Namespace:  ILNumerics
Assembly:  ILNumerics.Core (in ILNumerics.Core.dll) Version: 5.5.0.0 (5.5.7503.3146)
Syntax

public IntPtr GetHostPointerForWrite(
	Nullable<StorageOrders> order = null
)

Parameters

order (Optional)
Type: SystemNullableStorageOrders

Return Value

Type: IntPtr
Pointer to the first element of this array.
Exceptions

ExceptionCondition
InvalidOperationException if called on a return type array or if the elements are not of a ValueType.
Remarks

This function returns a pointer to the first element stored in this array. Any base offset configured for the array is taken into account. The pointer points to the memory used by this array directly - not to a copy of this memory!

For empty arrays (IsEmpty is true) the value of the pointer returned is undefined.

This pointer is valid only as long as this array is not modified or released! Do not attempt to use this pointer after the array has been released, ran out of scope, was reassigned or is modified!

The order of elements in this array is determined by the size descriptor Size. Use the strides, dimension lengths and the size of the T elements SizeOfT in order to compute the byte offset to individual elements relative to this pointer.

The memory region addressed by the pointer returned exists on the unmanaged heap. Hence, it does not need to be pinned and will not be moved by the GC. However, this memory is subject of deterministic disposal, pooling and frequent reuse by other arrays. Do not use the pointer returned after this array left the current function scope, was modified, reassigned or released!

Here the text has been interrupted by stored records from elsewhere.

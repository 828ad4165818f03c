//! AES-256-GCM encryption for password-protected channel messages.
//!
//! The key comes from [`crate::pbkdf2::derive_channel_key`]. Each message
//! is encrypted with a fresh random 96-bit IV, which is prepended to the
//! ciphertext on the wire.

use aes_gcm::aead::{Aead, AeadCore, KeyInit, OsRng};
use aes_gcm::{Aes256Gcm, Key, Nonce};

use crate::{CryptoError, Result};

/// Length in bytes of the random IV prepended to every ciphertext.
pub const IV_LEN: usize = 12;

/// Encrypt a channel message, returning `iv || ciphertext`.
pub fn encrypt(key: &[u8; 32], plaintext: &[u8]) -> Result<Vec<u8>> {
    let cipher = Aes256Gcm::new(Key::<Aes256Gcm>::from_slice(key));
    let nonce = Aes256Gcm::generate_nonce(&mut OsRng);
    let ciphertext = cipher
        .encrypt(&nonce, plaintext)
        .map_err(|_| CryptoError::AeadDecryption)?;

    let mut out = Vec::with_capacity(IV_LEN + ciphertext.len());
    out.extend_from_slice(&nonce);
    out.extend_from_slice(&ciphertext);
    Ok(out)
}

/// Decrypt a `iv || ciphertext` blob produced by [`encrypt`].
pub fn decrypt(key: &[u8; 32], blob: &[u8]) -> Result<Vec<u8>> {
    if blob.len() < IV_LEN {
        return Err(CryptoError::InvalidInput("ciphertext shorter than IV".into()));
    }
    let (iv, ciphertext) = blob.split_at(IV_LEN);
    let cipher = Aes256Gcm::new(Key::<Aes256Gcm>::from_slice(key));
    let nonce = Nonce::from_slice(iv);
    cipher
        .decrypt(nonce, ciphertext)
        .map_err(|_| CryptoError::AeadDecryption)
}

Since ILNumerics' memory management does transparently perform 'lazy copies on write' calling this function may cause the underlying memory to be copied - transparently as well. Therefore, do not call this function unless you really want to change the memory addressed. For reading purposes it is cheaper to acquire a pointer via: GetHostPointerForRead(NullableStorageOrders). Latter option is available not only for ArrayT (as [!:GetHostPointerForWrite()]), but on any non-volatile array.

This functions works for element types T of ValueType (structs in C#) only. The bahavior for reference types ('class' elements) is undefined.

[ILNumerics Core Module]

Examples

using (Scope.Enter()) {    
       // create a local array: 
       Array<double> A = new double[,] {
           { 1, 2, 3 },
           { 4, 5, 6 }
       };
       // or use any other way of creating the array: 
       // Array<double> A = ILMath.zeros<double>(100,200); 
       // or from another array: 
       // Array<double> A = otherArray.C;  

       // get a pointer to the first element
       unsafe
       {
           double* pA = (double*)A.GetHostPointerForWrite();
           // the pointer can be used for reading AND writing
           pA[0] = -99;

           // A
           // [2 x 3] <double>
           // -99   2   3
           //   4   5   6

           // Watch the storage order 'A.S.StorageOrder'! To find specific elements: 
           double el12 = pA[A.S.GetSeqIndex(1, 2)];
           // el12: 6
           Assert.IsTrue(el12 == 6);
           Assert.IsTrue(A.GetValue(0) == -99);
       }
       // work with A commonly...
}
// don't use the pointer outside this scope block!